TM1 / SQL Asynchronous Parallel Processing Manual


Introduction

The mission of tm1_bedrock_py’s Asynchronous TM1/SQL Integration module is to provide a high-performance, robust, and scalable bridge between TM1 cubes and relational databases.

This module is designed for large-scale data operations where performance is critical. It achieves this by slicing large datasets into smaller, independent chunks and processing them concurrently across multiple worker threads.

The module provides two core, specialized orchestrators:

  • async_executor_tm1_to_sql(): For exporting and transforming data from a TM1 cube into a SQL database in parallel. It slices the work based on an input MDX query template.

  • async_executor_sql_to_tm1(): For loading and transforming data from a single, large SQL table into a TM1 cube in parallel. It slices the data by paginating the SQL query itself.


Slicing Mechanisms: How Parallelization Works

The two executors use fundamentally different strategies to parallelize their workloads. Understanding this distinction is key for optimizing performance.

async_executor_tm1_to_sql (TM1 Parameter Slicing)

This function’s parallelization strategy is based on parameterizing an MDX query.

  1. Generate Parameter Tuples: It executes the MDX set queries in param_set_mdx_list to generate a list of unique element combinations (e.g., [(‘202401’,), (‘202402’,)]).

  2. Substitute into Template: It iterates through these tuples, substituting the element names into the data_mdx_template string to create a unique MDX query for each worker.

  3. Assign Unique Work: Each worker thread is assigned one of these unique MDX queries and runs the full load_tm1_cube_to_sql_table process on that data slice.

This approach is ideal when the source data can be logically partitioned by one or more TM1 dimensions (like Period, Version, or Region).

async_executor_sql_to_tm1 (SQL Pagination Slicing)

This function’s parallelization strategy is based on SQL result set pagination.
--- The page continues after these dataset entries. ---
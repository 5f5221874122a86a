use cinemap_animation::path::{
    calculate_banking, create_arc_length_table, create_offset_path, evaluate_at, get_bearing_at,
    reparameterize, simplify_path, slice_by_length,
};
use cinemap_animation::{lerp_bearing, ArcLengthTable};
use cinemap_core::{CameraState, LngLat, ShotType, METERS_PER_DEGREE};

use super::RouteDrawCallback;
use crate::config::JourneyConfig;
use crate::driver::{FrameContext, Segment, ShotProgram};

/// Constant-speed flight along an offset copy of a route
pub(crate) struct JourneyShot {
    route: Vec<LngLat>,
    route_table: ArcLengthTable,
    camera_path: Vec<LngLat>,
    camera_table: ArcLengthTable,
    config: JourneyConfig,
    duration_ms: f64,
    bearing: Option<f64>,
    on_draw_route: Option<RouteDrawCallback>,
}

impl JourneyShot {
    /// `None` when the route has fewer than two coordinates or any
    /// non-finite one
    pub(crate) fn new(
        route: &[LngLat],
        config: JourneyConfig,
        on_draw_route: Option<RouteDrawCallback>,
    ) -> Option<Self> {
        if route.len() < 2 || !route.iter().all(LngLat::is_finite) {
            return None;
        }

        let simplified = simplify_path(route, config.simplify_tolerance);
        let camera_path =
            create_offset_path(&simplified, config.offset_distance, config.offset_side);
        let camera_table = create_arc_length_table(&camera_path);

        let km = camera_table.total() * METERS_PER_DEGREE / 1000.0;
        let min = f64::from(config.min_duration_ms);
        let max = f64::from(config.max_duration_ms).max(min);
        let duration_ms = (km * config.ms_per_km).clamp(min, max);

        tracing::debug!(
            waypoints = route.len(),
            simplified = simplified.len(),
            km,
            duration_ms,
            "journey path built"
        );

        Some(Self {
            route: route.to_vec(),
            route_table: create_arc_length_table(route),
            camera_path,
            camera_table,
            config,
            duration_ms,
            bearing: None,
            on_draw_route,
        })
    }

    pub(crate) fn duration_ms(&self) -> f64 {
        self.duration_ms
    }
}

impl ShotProgram for JourneyShot {
    fn shot_type(&self) -> ShotType {
        ShotType::Journey
    }

    fn begin_segment(&mut self, index: usize, _camera: &mut CameraState) -> Option<Segment> {
        (index == 0).then(|| Segment::new(self.duration_ms, self.config.easing))
    }

    fn update(&mut self, frame: &FrameContext, camera: &mut CameraState) -> bool {
        let cfg = &self.config;
        let t = reparameterize(&self.camera_table, frame.eased);

        let heading = get_bearing_at(&self.camera_path, t);
        let bearing = match self.bearing {
            Some(previous) => lerp_bearing(previous, heading, cfg.bearing_smoothing),
            None => heading,
        };
        self.bearing = Some(bearing);

        let banking = calculate_banking(&self.camera_path, t, cfg.max_banking);

        camera.center = evaluate_at(&self.camera_path, t);
        camera.zoom = cfg.zoom;
        camera.pitch = cfg.pitch - banking.abs() * cfg.banking_pitch_factor;
        camera.bearing = bearing;

        if let Some(draw) = self.on_draw_route.as_mut() {
            let ahead = (frame.eased + cfg.route_draw_ahead).min(1.0);
            draw(&slice_by_length(&self.route, &self.route_table, ahead));
        }
        true
    }
}
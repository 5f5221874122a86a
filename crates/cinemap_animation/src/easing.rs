//! Easing curves for camera motion
//!
//! Every curve maps normalized progress `t` in `[0, 1]` to eased progress and
//! returns exactly `0.0` at `t = 0` and `1.0` at `t = 1`. Inputs outside the
//! range are clamped first.

use serde::{Deserialize, Serialize};
use std::f64::consts::PI;

/// Easing function type
#[derive(Clone, Copy, Debug, Default, PartialEq, Serialize, Deserialize)]
#[serde(rename_all = "snake_case")]
pub enum Easing {
    Linear,
    /// Smootherstep: zero velocity and acceleration at both ends
    #[default]
    CinematicEaseInOut,
    SineInOut,
    /// Fast descent that flares out gently before touchdown
    DroneLanding,
    /// Slow build-up, strong acceleration, long soft arrival
    DramaticReveal,
    /// Ease-out that overshoots by the given amplitude and settles back
    MoveAndSettle(f64),
    /// Near-linear with softened ends, for rotational motion
    OrbitCruise,
    EaseInOutCubic,
    CubicBezier(f64, f64, f64, f64),
}

impl Easing {
    /// Apply the easing function to a progress value (0.0 to 1.0)
    pub fn apply(&self, t: f64) -> f64 {
        let t = t.clamp(0.0, 1.0);
        match self {
            Easing::Linear => t,
            Easing::CinematicEaseInOut => cinematic_ease_in_out(t),
            Easing::SineInOut => sine_in_out(t),
            Easing::DroneLanding => drone_landing(t),
            Easing::DramaticReveal => dramatic_reveal(t),
            Easing::MoveAndSettle(overshoot) => move_and_settle(t, *overshoot),
            Easing::OrbitCruise => orbit_cruise(t),
            Easing::EaseInOutCubic => {
                if t < 0.5 {
                    4.0 * t * t * t
                } else {
                    1.0 - (-2.0 * t + 2.0).powi(3) / 2.0
                }
            }
            Easing::CubicBezier(x1, y1, x2, y2) => cubic_bezier_ease(t, *x1, *y1, *x2, *y2),
        }
    }
}

pub fn cinematic_ease_in_out(t: f64) -> f64 {
    t * t * t * (t * (t * 6.0 - 15.0) + 10.0)
}

pub fn sine_in_out(t: f64) -> f64 {
    -((PI * t).cos() - 1.0) / 2.0
}

/// Quartic ease-out blended with a short smoothstep lead-in so the first
/// frames do not lurch.
pub fn drone_landing(t: f64) -> f64 {
    let lead = t * t * (3.0 - 2.0 * t);
    let descent = 1.0 - (1.0 - t).powi(4);
    descent * 0.85 + lead * 0.15
}

pub fn dramatic_reveal(t: f64) -> f64 {
    if t < 0.5 {
        8.0 * t.powi(4)
    } else {
        1.0 - (-2.0 * t + 2.0).powi(4) / 2.0
    }
}

/// Back-style ease-out. `overshoot` around `1.0` gives a subtle settle; `0.0`
/// degrades to a plain cubic ease-out.
pub fn move_and_settle(t: f64, overshoot: f64) -> f64 {
    let c3 = overshoot + 1.0;
    let u = t - 1.0;
    1.0 + c3 * u * u * u + overshoot * u * u
}

pub fn orbit_cruise(t: f64) -> f64 {
    t * 0.8 + sine_in_out(t) * 0.2
}

/// Zero-mean oscillator used for breathing and micro-variation.
///
/// Completes one full period over `t` in `[0, 1]`.
pub fn gentle_pulse(t: f64, amplitude: f64) -> f64 {
    amplitude * (t * 2.0 * PI).sin()
}

/// Cubic bezier easing, same curve as CSS `cubic-bezier()`
///
/// Uses Newton-Raphson with binary-search fallback for robustness.
fn cubic_bezier_ease(t: f64, x1: f64, y1: f64, x2: f64, y2: f64) -> f64 {
    // Endpoints are always exact
    if t <= 0.0 {
        return 0.0;
    }
    if t >= 1.0 {
        return 1.0;
    }

    let mut p = t;
    for _ in 0..8 {
        let err = bezier_sample(p, x1, x2) - t;
        if err.abs() < 1e-7 {
            return bezier_sample(p, y1, y2);
        }
        let slope = bezier_slope(p, x1, x2);
        if slope.abs() < 1e-7 {
            break;
        }
        p -= err / slope;
    }

    let mut lo = 0.0_f64;
    let mut hi = 1.0_f64;
    p = t;
    for _ in 0..20 {
        let val = bezier_sample(p, x1, x2);
        if (val - t).abs() < 1e-7 {
            break;
        }
        if val < t {
            lo = p;
        } else {
            hi = p;
        }
        p = (lo + hi) * 0.5;
    }

    bezier_sample(p, y1, y2)
}

/// B(t) = 3(1-t)²t·p1 + 3(1-t)t²·p2 + t³
#[inline]
fn bezier_sample(t: f64, p1: f64, p2: f64) -> f64 {
    let a = 1.0 - 3.0 * p2 + 3.0 * p1;
    let b = 3.0 * p2 - 6.0 * p1;
    let c = 3.0 * p1;
    ((a * t + b) * t + c) * t
}

#[inline]
fn bezier_slope(t: f64, p1: f64, p2: f64) -> f64 {
    let a = 1.0 - 3.0 * p2 + 3.0 * p1;
    let b = 3.0 * p2 - 6.0 * p1;
    let c = 3.0 * p1;
    (3.0 * a * t + 2.0 * b) * t + c
}

#[cfg(test)]
mod tests {
    use super::*;

    const ALL: [Easing; 9] = [
        Easing::Linear,
        Easing::CinematicEaseInOut,
        Easing::SineInOut,
        Easing::DroneLanding,
        Easing::DramaticReveal,
        Easing::MoveAndSettle(1.2),
        Easing::OrbitCruise,
        Easing::EaseInOutCubic,
        Easing::CubicBezier(0.25, 0.1, 0.25, 1.0),
    ];

    #[test]
    fn test_endpoints_are_exact() {
        for easing in ALL {
            assert!(easing.apply(0.0).abs() < 1e-9, "{easing:?} at 0");
            assert!((easing.apply(1.0) - 1.0).abs() < 1e-9, "{easing:?} at 1");
        }
    }

    #[test]
    fn test_out_of_range_input_is_clamped() {
        for easing in ALL {
            assert_eq!(easing.apply(-0.5), easing.apply(0.0));
            assert_eq!(easing.apply(1.5), easing.apply(1.0));
        }
    }

    #[test]
    fn test_monotonic_curves() {
        for easing in [
            Easing::CinematicEaseInOut,
            Easing::SineInOut,
            Easing::DroneLanding,
            Easing::DramaticReveal,
            Easing::OrbitCruise,
        ] {
            let mut prev = 0.0;
            for i in 1..=100 {
                let v = easing.apply(i as f64 / 100.0);
                assert!(v >= prev - 1e-12, "{easing:?} decreased at step {i}");
                prev = v;
            }
        }
    }

    #[test]
    fn test_drone_landing_front_loaded() {
        // Most of the descent happens in the first half
        assert!(drone_landing(0.5) > 0.75);
    }

    #[test]
    fn test_move_and_settle_overshoots() {
        let peak = (1..100)
            .map(|i| move_and_settle(i as f64 / 100.0, 1.5))
            .fold(f64::MIN, f64::max);
        assert!(peak > 1.0);
        assert!((move_and_settle(1.0, 1.5) - 1.0).abs() < 1e-12);
    }

    #[test]
    fn test_gentle_pulse_bounds() {
        for i in 0..=200 {
            let v = gentle_pulse(i as f64 / 37.0, 0.3);
            assert!(v.abs() <= 0.3 + 1e-12);
        }
        assert!(gentle_pulse(0.0, 0.3).abs() < 1e-12);
        assert!((gentle_pulse(0.25, 0.3) - 0.3).abs() < 1e-12);
    }
}
use cinemap_core::LngLat;

use crate::guards::DropReason;
use crate::protocol::{Empty, RouteCreated, SyncEvent, SyncMessage};
use crate::session::{payload, SendStatus, SyncSession};
use crate::transport::Transport;

impl<T: Transport> SyncSession<T> {
    pub fn sync_route_create(
        &mut self,
        coordinates: &[LngLat],
        landmark_id: Option<&str>,
    ) -> SendStatus {
        let route = RouteCreated {
            coordinates: coordinates.to_vec(),
            landmark_id: landmark_id.map(str::to_string),
        };
        self.send_event(SyncEvent::RouteCreate, &route)
    }

    pub fn sync_route_clear(&mut self) -> SendStatus {
        self.send_event(SyncEvent::RouteClear, &Empty {})
    }

    pub fn on_route_create(&mut self, callback: impl FnMut(RouteCreated) + 'static) {
        self.hooks.route_create = Some(Box::new(callback));
    }

    pub fn on_route_clear(&mut self, callback: impl FnMut() + 'static) {
        self.hooks.route_clear = Some(Box::new(callback));
    }

    pub(crate) fn receive_route_create(&mut self, message: &SyncMessage) -> Result<(), DropReason> {
        let route: RouteCreated = payload(message)?;
        if let Some(callback) = self.hooks.route_create.as_mut() {
            callback(route);
        }
        Ok(())
    }

    pub(crate) fn receive_route_clear(&mut self) {
        if let Some(callback) = self.hooks.route_clear.as_mut() {
            callback();
        }
    }
}
impl CinematicCamera {
    pub fn new(handle: impl CameraHandle + 'static, scheduler: Rc<dyn FrameScheduler>) -> Self {
        Self::with_config(handle, scheduler, CinematicConfig::default())
    }

    pub fn with_config(
        handle: impl CameraHandle + 'static,
        scheduler: Rc<dyn FrameScheduler>,
        config: CinematicConfig,
    ) -> Self {
        let camera = handle.camera().sanitized().unwrap_or_default();
        let engine = Rc::new_cyclic(|this| {
            RefCell::new(Engine {
                this: this.clone(),
                scheduler,
                handle: Some(Box::new(handle)),
                camera,
                config,
                paused: false,
                next_id: 0,
                active: None,
                breathing: None,
                on_progress: None,
                last_shot: None,
                last_progress: 0.0,
                distance_m: 0.0,
            })
        });
        Self { engine }
    }

    pub fn config(&self) -> CinematicConfig {
        self.engine.borrow().config.clone()
    }

    pub fn set_config(&self, config: CinematicConfig) {
        self.engine.borrow_mut().config = config;
    }

    /// Register the per-frame progress callback, replacing any previous one
    pub fn on_progress(&self, callback: impl FnMut(f64, ShotType) + 'static) {
        self.engine.borrow_mut().on_progress = Some(Box::new(callback));
    }

    /// The engine's copy of the camera (last state applied)
    pub fn camera(&self) -> CameraState {
        self.engine.borrow().camera
    }

    pub fn phase(&self) -> EnginePhase {
        self.engine.borrow().phase()
    }

    pub fn is_paused(&self) -> bool {
        self.engine.borrow().paused
    }

    pub fn current_shot(&self) -> Option<ShotType> {
        self.engine.borrow().active.as_ref().map(|active| active.shot_type)
    }

    pub fn telemetry(&self) -> CameraTelemetry {
        let engine = self.engine.borrow();
        CameraTelemetry {
            camera: engine.camera,
            phase: engine.phase(),
            paused: engine.paused,
            shot: engine.active.as_ref().map(|a| a.shot_type).or(engine.last_shot),
            progress: engine.last_progress,
            distance_m: engine.distance_m,
        }
    }

    /// Run any [`ShotProgram`], superseding the current shot
    pub fn play(&self, program: impl ShotProgram + 'static) -> ShotHandle {
        self.engine.borrow_mut().start_shot(Box::new(program))
    }

    /// Descend onto `target` from a high, flat starting pose
    pub fn establishing_shot(&self, target: LngLat, config: EstablishingConfig) -> ShotHandle {
        if !target.is_finite() {
            return rejected(ShotType::Establishing, target);
        }
        self.play(EstablishingShot::new(target, config))
    }

    /// Fly along `route` at constant ground speed.
    ///
    /// Fewer than two coordinates, or any non-finite one, resolves `Cancelled`
    /// at once without touching the camera.
    pub fn journey_shot(
        &self,
        route: &[LngLat],
        config: JourneyConfig,
        on_draw_route: Option<RouteDrawCallback>,
    ) -> ShotHandle {
        match JourneyShot::new(route, config, on_draw_route) {
            Some(shot) => self.play(shot),
            None => {
                tracing::debug!(points = route.len(), "journey needs two or more finite coordinates");
                ShotHandle::resolved(ShotOutcome::Cancelled)
            }
        }
    }

    pub fn reveal_shot(&self, destination: LngLat, config: RevealConfig) -> ShotHandle {
        if !destination.is_finite() {
            return rejected(ShotType::Reveal, destination);
        }
        self.play(RevealShot::new(destination, config))
    }

    /// Approach, transition onto an orbit, then circle the landmark.
    ///
    /// A landmark without coordinates resolves `Cancelled` at once.
    pub fn landmark_highlight(
        &self,
        landmark: &Landmark,
        config: LandmarkHighlightConfig,
        on_travel: Option<TravelCallback>,
    ) -> ShotHandle {
        match landmark.coordinates {
            Some(target) if target.is_finite() => {
                self.play(LandmarkHighlightShot::new(target, config, on_travel))
            }
            Some(target) => rejected(ShotType::LandmarkHighlight, target),
            None => {
                tracing::debug!(landmark = %landmark.id, "landmark has no coordinates");
                ShotHandle::resolved(ShotOutcome::Cancelled)
            }
        }
    }

    pub fn contextual_orbit(
        &self,
        center: LngLat,
        config: ContextualOrbitConfig,
        on_label_reveal: Option<LabelRevealCallback>,
    ) -> ShotHandle {
        if !center.is_finite() {
            return rejected(ShotType::ContextualOrbit, center);
        }
        self.play(ContextualOrbitShot::new(center, config, on_label_reveal))
    }

    /// Drive the camera with a closure for `duration_ms`.
    ///
    /// `update` receives the frame progress and the camera to write; returning
    /// `false` ends the shot early.
    pub fn custom_shot(
        &self,
        duration_ms: f64,
        easing: Easing,
        update: impl FnMut(&FrameContext, &mut CameraState) -> bool + 'static,
    ) -> ShotHandle {
        self.play(CustomShot::new(duration_ms, easing, update))
    }

    /// Start the idle breathing loop around the current camera.
    ///
    /// Returns `false` while a shot is animating or after [`Self::destroy`].
    pub fn start_breathing(&self) -> bool {
        let mut engine = self.engine.borrow_mut();
        if engine.active.is_some() || engine.handle.is_none() {
            return false;
        }
        engine.stop_breathing();
        let baseline = engine.read_surface();
        engine.camera = baseline;
        let id = engine.next_id();
        engine.breathing = Some(BreathingLoop {
            id,
            baseline,
            clock: LoopClock::default(),
            frame: None,
        });
        engine.schedule_breathing_frame(id);
        tracing::trace!(id, "breathing started");
        true
    }

    pub fn stop_breathing(&self) {
        self.engine.borrow_mut().stop_breathing();
    }

    /// Cancel the running shot and breathing. No frame of either applies
    /// after this returns.
    pub fn stop(&self) {
        let mut engine = self.engine.borrow_mut();
        engine.finish_active(ShotOutcome::Cancelled);
        engine.stop_breathing();
        engine.paused = false;
    }

    /// Freeze the running shot. Paused time does not count towards progress.
    pub fn pause(&self) {
        let mut engine = self.engine.borrow_mut();
        if engine.active.is_some() && !engine.paused {
            engine.paused = true;
            tracing::debug!("shot paused");
        }
    }

    pub fn resume(&self) {
        let mut engine = self.engine.borrow_mut();
        if engine.paused {
            engine.paused = false;
            tracing::debug!("shot resumed");
        }
    }

    /// Stop everything and release the camera handle. Later shots resolve
    /// `Cancelled` immediately.
    pub fn destroy(&self) {
        let mut engine = self.engine.borrow_mut();
        engine.finish_active(ShotOutcome::Cancelled);
        engine.stop_breathing();
        engine.handle = None;
        engine.on_progress = None;
        tracing::debug!("camera engine destroyed");
    }

    /// Write a camera from outside (a remote peer) while no shot owns it.
    ///
    /// Returns `false`, leaving everything untouched, while a shot is
    /// animating or when the state is not finite. A running breathing loop is
    /// rebased onto the new camera.
    pub fn apply_external(&self, state: &CameraState) -> bool {
        let mut engine = self.engine.borrow_mut();
        if engine.active.is_some() {
            tracing::trace!("external camera ignored while animating");
            return false;
        }
        let Some(clean) = state.sanitized() else {
            return false;
        };
        if let Some(breathing) = engine.breathing.as_mut() {
            breathing.baseline = clean;
        }
        engine.commit(clean)
    }
}

impl std::fmt::Debug for CinematicCamera {
    fn fmt(&self, f: &mut std::fmt::Formatter<'_>) -> std::fmt::Result {
        match self.engine.try_borrow() {
            Ok(engine) => f
                .debug_struct("CinematicCamera")
                .field("phase", &engine.phase())
                .field("paused", &engine.paused)
                .field("camera", &engine.camera)
                .finish(),
            Err(_) => f.write_str("CinematicCamera { <busy> }"),
        }
    }
}

#[cfg(test)]
mod tests {
    use super::*;
    use cinemap_core::ManualScheduler;

    struct Surface(CameraState);

    impl CameraHandle for Surface {
        fn camera(&self) -> CameraState {
            self.0
        }

        fn apply(&mut self, state: &CameraState) -> cinemap_core::Result<()> {
            self.0 = *state;
            Ok(())
        }
    }

    fn engine() -> (CinematicCamera, Rc<ManualScheduler>) {
        let scheduler = Rc::new(ManualScheduler::new());
        let camera = CinematicCamera::new(Surface(CameraState::default()), scheduler.clone());
        (camera, scheduler)
    }

    #[test]
    fn test_phase_follows_shot_lifecycle() {
        let (camera, scheduler) = engine();
        assert_eq!(camera.phase(), EnginePhase::Idle);

        let shot = camera.custom_shot(100.0, Easing::Linear, |_, _| true);
        assert_eq!(camera.phase(), EnginePhase::Animating);
        assert_eq!(camera.current_shot(), Some(ShotType::Custom));

        scheduler.run_frame(0.0);
        scheduler.run_frame(100.0);
        assert_eq!(shot.outcome(), Some(ShotOutcome::Completed));
        assert_eq!(camera.phase(), EnginePhase::Idle);
        assert!(!scheduler.has_pending());
    }

    #[test]
    fn test_update_returning_false_ends_early() {
        let (camera, scheduler) = engine();
        let shot = camera.custom_shot(10_000.0, Easing::Linear, |frame, _| frame.elapsed_ms < 50.0);
        for ts in [0.0, 16.0, 32.0, 48.0, 64.0] {
            scheduler.run_frame(ts);
        }
        assert_eq!(shot.outcome(), Some(ShotOutcome::Completed));
    }

    #[test]
    fn test_breathing_refused_while_animating() {
        let (camera, _scheduler) = engine();
        let _shot = camera.custom_shot(1000.0, Easing::Linear, |_, _| true);
        assert!(!camera.start_breathing());
    }

    #[test]
    fn test_destroy_rejects_later_shots() {
        let (camera, scheduler) = engine();
        camera.destroy();
        let shot = camera.reveal_shot(LngLat::new(1.0, 1.0), RevealConfig::default());
        assert_eq!(shot.outcome(), Some(ShotOutcome::Cancelled));
        assert!(!scheduler.has_pending());
        assert!(!camera.start_breathing());
    }

    #[test]
    fn test_telemetry_tracks_distance() {
        let (camera, scheduler) = engine();
        let shot = camera.custom_shot(100.0, Easing::Linear, |frame, cam| {
            cam.center = LngLat::new(0.01 * frame.eased, 0.0);
            true
        });
        scheduler.run_frame(0.0);
        scheduler.run_frame(100.0);
        assert!(shot.is_finished());

        let telemetry = camera.telemetry();
        assert_eq!(telemetry.shot, Some(ShotType::Custom));
        assert_eq!(telemetry.progress, 1.0);
        assert!((telemetry.distance_m - 1113.2).abs() < 1e-6);
    }
}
It does not use TM1 dimension elements for slicing.

  1. Count Total Records: It runs a COUNT(*) on the source SQL table to determine the total number of records.

  2. Calculate Slices: Based on the slice_size, it calculates the number of chunks needed to process all records.

  3. Assign Paginated Queries: It populates the sql_query_template with unique {offset} and {fetch} values for each worker, effectively giving each worker a “page” of the total result set.

  4. Execute in Parallel: Each worker thread executes its unique, paginated SQL query and runs the full load_sql_data_to_tm1_cube process on its data slice.

This approach is the correct choice for loading a single, large SQL table that cannot be easily partitioned before extraction.


Function Reference

Shared Logic

  1. tm1_service (required)

    • An active TM1Service object.

  2. sql_engine (required)

    • A pre-configured SQLAlchemy Engine object for the source/target database.

  3. max_workers (optional, int; default=8)

    • The number of parallel worker threads.

  4. shared_mapping / mapping_steps (optional)

    • Standard mapping and transformation dictionaries passed to each worker.

  5. **kwargs (optional)

    • Additional keyword arguments passed down to each load_tm1_cube_to_sql_table / load_sql_data_to_tm1_cube call (e.g., sql_dtypes, chunksize, skip_zeros).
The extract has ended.